3) Just what is the problem with sea lice?
Adult wild salmon are perfectly adapted to coping with a few sea lice. Background levels of these parasites occur naturally in the sea. However the advent of salmon farming, particularly in fjordic or largely enclosed sea lochs, has led to a fundamental change in the density and occurrence of sea lice in parts of the coastal waters of the west Highlands and Islands. Even one or two mature female sea lice per fish within a set of cages housing hundreds of thousands of farmed salmon amounts to a rampant breeding reservoir pumping huge numbers of mobile juvenile sea lice out into the local marine environment. The consequences when wild salmon and sea trout smolts, the metamorphosing fragile skin of which is not adapted to cope with more than the odd louse, migrate from local rivers into this “sea lice soup” can be devastating.

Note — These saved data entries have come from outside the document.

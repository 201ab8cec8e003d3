//! Gesture classification over filtered samples.
//!
//! Three detectors share one pass per tick:
//! - **tilt**: per-axis deviation from the baseline beyond `tilt_threshold`,
//!   confirmed over `tilt_confirm_ticks` consecutive ticks in one direction;
//! - **tap**: the tick-to-tick jolt (delta from the previous filtered sample)
//!   beyond `tap_threshold` for a single tick;
//! - **sustained movement**: the jolt beyond `movement_threshold` for
//!   `movement_ticks` consecutive ticks.
//!
//! At most one event per call, tilt first, then tap, then movement. Every
//! detector is edge-triggered: once it fires it stays quiet until its signal
//! drops back below threshold. A tap additionally mutes everything until the
//! whole signal has settled, so the decaying tail of a knock never reads as a
//! tilt.

use crate::sensing::types::{Axis, Baseline, FilteredSample, GestureEvent, Sign};
use serde::{Deserialize, Serialize};

/// Gesture thresholds, in filtered device units.
#[derive(Debug, Clone, Serialize, Deserialize)]
#[serde(default)]
pub struct GestureConfig {
    pub tilt_threshold: f32,
    pub tilt_confirm_ticks: u32,
    pub tap_threshold: f32,
    pub movement_threshold: f32,
    pub movement_ticks: u32,
}

impl Default for GestureConfig {
    fn default() -> Self {
        Self {
            tilt_threshold: 2.5,
            tilt_confirm_ticks: 3,
            tap_threshold: 20.0,
            movement_threshold: 1.5,
            movement_ticks: 3,
        }
    }
}

/// Stateful classifier. One instance per sensor.
#[derive(Debug, Clone)]
pub struct GestureClassifier {
    config: GestureConfig,
    previous: Option<FilteredSample>,
    tilt_candidate: Option<(Axis, Sign)>,
    tilt_count: u32,
    tilt_latched: bool,
    movement_count: u32,
    movement_latched: bool,
    settling: bool,
}

impl GestureClassifier {
    pub fn new(config: GestureConfig) -> Self {
        Self {
            config,
            previous: None,
            tilt_candidate: None,
            tilt_count: 0,
            tilt_latched: false,
            movement_count: 0,
            movement_latched: false,
            settling: false,
        }
    }

    /// Classify one filtered sample against the calibrated baseline.
    pub fn classify(
        &mut self,
        sample: FilteredSample,
        baseline: &Baseline,
    ) -> Option<GestureEvent> {
        let deviation = baseline.deviation(&sample);
        let jolt = self
            .previous
            .map(|prev| sample.minus(&prev).magnitude())
            .unwrap_or(0.0);
        self.previous = Some(sample);

        let dominant = dominant_tilt(&deviation, self.config.tilt_threshold);
        let quiet = jolt <= self.config.movement_threshold;

        if dominant.is_none() {
            self.tilt_latched = false;
        }
        if quiet {
            self.movement_latched = false;
        }

        if self.settling {
            if dominant.is_none() && quiet {
                self.settling = false;
            } else {
                self.reset_counters();
                return None;
            }
        }

        let tilt_confirmed = match dominant {
            Some((axis, value)) if !self.tilt_latched => {
                let direction = (axis, Sign::of(value));
                if self.tilt_candidate == Some(direction) {
                    self.tilt_count += 1;
                } else {
                    self.tilt_candidate = Some(direction);
                    self.tilt_count = 1;
                }
                self.tilt_count >= self.config.tilt_confirm_ticks
            }
            Some(_) => false,
            None => {
                self.tilt_candidate = None;
                self.tilt_count = 0;
                false
            }
        };

        if quiet {
            self.movement_count = 0;
        } else {
            self.movement_count += 1;
        }

        if tilt_confirmed {
            if let Some((axis, value)) = dominant {
                self.tilt_latched = true;
                self.tilt_candidate = None;
                self.tilt_count = 0;
                return Some(GestureEvent::tilt(axis, value));
            }
        }

        if jolt > self.config.tap_threshold {
            self.settling = true;
            self.reset_counters();
            return Some(GestureEvent::TapDetected);
        }

        if !self.movement_latched && self.movement_count >= self.config.movement_ticks {
            self.movement_latched = true;
            self.movement_count = 0;
            return Some(GestureEvent::SustainedMovementDetected);
        }

        None
    }

    fn reset_counters(&mut self) {
        self.tilt_candidate = None;
        self.tilt_count = 0;
        self.movement_count = 0;
    }
}

/// Axis with the largest deviation beyond `threshold`; ties go to X, then Y, then Z.
fn dominant_tilt(deviation: &FilteredSample, threshold: f32) -> Option<(Axis, f32)> {
    let mut best: Option<(Axis, f32)> = None;
    for axis in Axis::ALL {
        let value = deviation.axis(axis);
        if value.abs() <= threshold {
            continue;
        }
        match best {
            Some((_, current)) if value.abs() <= current.abs() => {}
            _ => best = Some((axis, value)),
        }
    }
    best
}

#[cfg(test)]
mod tests {
    use super::*;
    use crate::sensing::filter::{FilterConfig, SignalFilter};
    use crate::sensing::types::RawSample;

    fn rest() -> RawSample {
        RawSample::new(0.0, 0.0, 9.8)
    }

    fn setup() -> (SignalFilter, GestureClassifier, Baseline) {
        let mut filter = SignalFilter::new(FilterConfig::default());
        filter.update(rest());
        let baseline = Baseline::new(FilteredSample::from(rest()));
        let mut classifier = GestureClassifier::new(GestureConfig::default());
        assert_eq!(classifier.classify(filter.hold(), &baseline), None);
        (filter, classifier, baseline)
    }

    fn run(
        filter: &mut SignalFilter,
        classifier: &mut GestureClassifier,
        baseline: &Baseline,
        samples: &[RawSample],
    ) -> Vec<GestureEvent> {
        samples
            .iter()
            .filter_map(|raw| {
                let filtered = filter.update(*raw);
                classifier.classify(filtered, baseline)
            })
            .collect()
    }

    #[test]
    fn test_single_spike_is_one_tap() {
        let (mut filter, mut classifier, baseline) = setup();
        let mut samples = vec![RawSample::new(100.0, 0.0, 9.8)];
        samples.extend(std::iter::repeat(rest()).take(40));

        let events = run(&mut filter, &mut classifier, &baseline, &samples);
        assert_eq!(events, vec![GestureEvent::TapDetected]);
    }

    #[test]
    fn test_held_tilt_fires_once() {
        let (mut filter, mut classifier, baseline) = setup();
        let samples: Vec<_> = std::iter::repeat(RawSample::new(-5.0, 0.0, 9.8))
            .take(30)
            .collect();

        let events = run(&mut filter, &mut classifier, &baseline, &samples);
        assert_eq!(
            events,
            vec![GestureEvent::TiltDetected {
                axis: Axis::X,
                sign: Sign::Negative
            }]
        );
    }

    #[test]
    fn test_tilt_rearms_after_return() {
        let (mut filter, mut classifier, baseline) = setup();
        let mut samples = Vec::new();
        samples.extend(std::iter::repeat(RawSample::new(0.0, 5.0, 9.8)).take(20));
        samples.extend(std::iter::repeat(rest()).take(20));
        samples.extend(std::iter::repeat(RawSample::new(0.0, 5.0, 9.8)).take(20));

        let events = run(&mut filter, &mut classifier, &baseline, &samples);
        assert_eq!(events.len(), 2);
        assert!(events.iter().all(|e| *e
            == GestureEvent::TiltDetected {
                axis: Axis::Y,
                sign: Sign::Positive
            }));
    }

    #[test]
    fn test_largest_deviation_wins() {
        let (mut filter, mut classifier, baseline) = setup();
        let samples: Vec<_> = std::iter::repeat(RawSample::new(4.0, -7.0, 9.8))
            .take(20)
            .collect();

        let events = run(&mut filter, &mut classifier, &baseline, &samples);
        assert_eq!(
            events,
            vec![GestureEvent::TiltDetected {
                axis: Axis::Y,
                sign: Sign::Negative
            }]
        );
    }

    #[test]
    fn test_tie_breaks_toward_x() {
        let deviation = FilteredSample::new(3.0, -3.0, 3.0);
        assert_eq!(dominant_tilt(&deviation, 2.5), Some((Axis::X, 3.0)));
        assert_eq!(dominant_tilt(&FilteredSample::new(1.0, 1.0, 1.0), 2.5), None);
    }

    #[test]
    fn test_shaking_is_sustained_movement() {
        let (mut filter, mut classifier, baseline) = setup();
        let samples: Vec<_> = (0..40)
            .map(|i| {
                let x = if i % 2 == 0 { 8.0 } else { -8.0 };
                RawSample::new(x, 0.0, 9.8)
            })
            .collect();

        let events = run(&mut filter, &mut classifier, &baseline, &samples);
        assert_eq!(events, vec![GestureEvent::SustainedMovementDetected]);
    }

    #[test]
    fn test_rest_is_silent() {
        let (mut filter, mut classifier, baseline) = setup();
        let samples: Vec<_> = std::iter::repeat(rest()).take(100).collect();
        assert!(run(&mut filter, &mut classifier, &baseline, &samples).is_empty());
    }
}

Carrying an unnaturally high burden of sea lice is known to compromise severely the survival of juvenile migratory salmonids. Lice feed by grazing on the surface of the fish and eating the mucous and skin. Large numbers of lice soon cause the loss of fins, severe scarring, secondary infections and, in time, death. Quite literally, the fish are eaten alive. Badly infested salmon smolts disappear out to sea, never to be seen again. In contrast afflicted sea trout smolts remain within the locality and they, together with the impact of the deadly burdens they carry, are more easily monitored through sweep net operations.
The 2016 paper Aquaculture and environmental drivers of salmon lice infestation and body condition in sea trout (Shephard et al, Aquaculture Environment Interactions) analysed a 25 yr dataset of lice counts from >20 000 sea trout sampled from 94 separate river and lake systems in Ireland and Scotland at varying distances from marine salmon farms and concluded that “sea trout captured closer to salmon farms had significantly higher levels of lice infestation, and that this effect was exacerbated in warmer years. Sea trout sampled closer to salmon farms also had significantly reduced weight at length (impaired condition), with the strongest impact in dry years.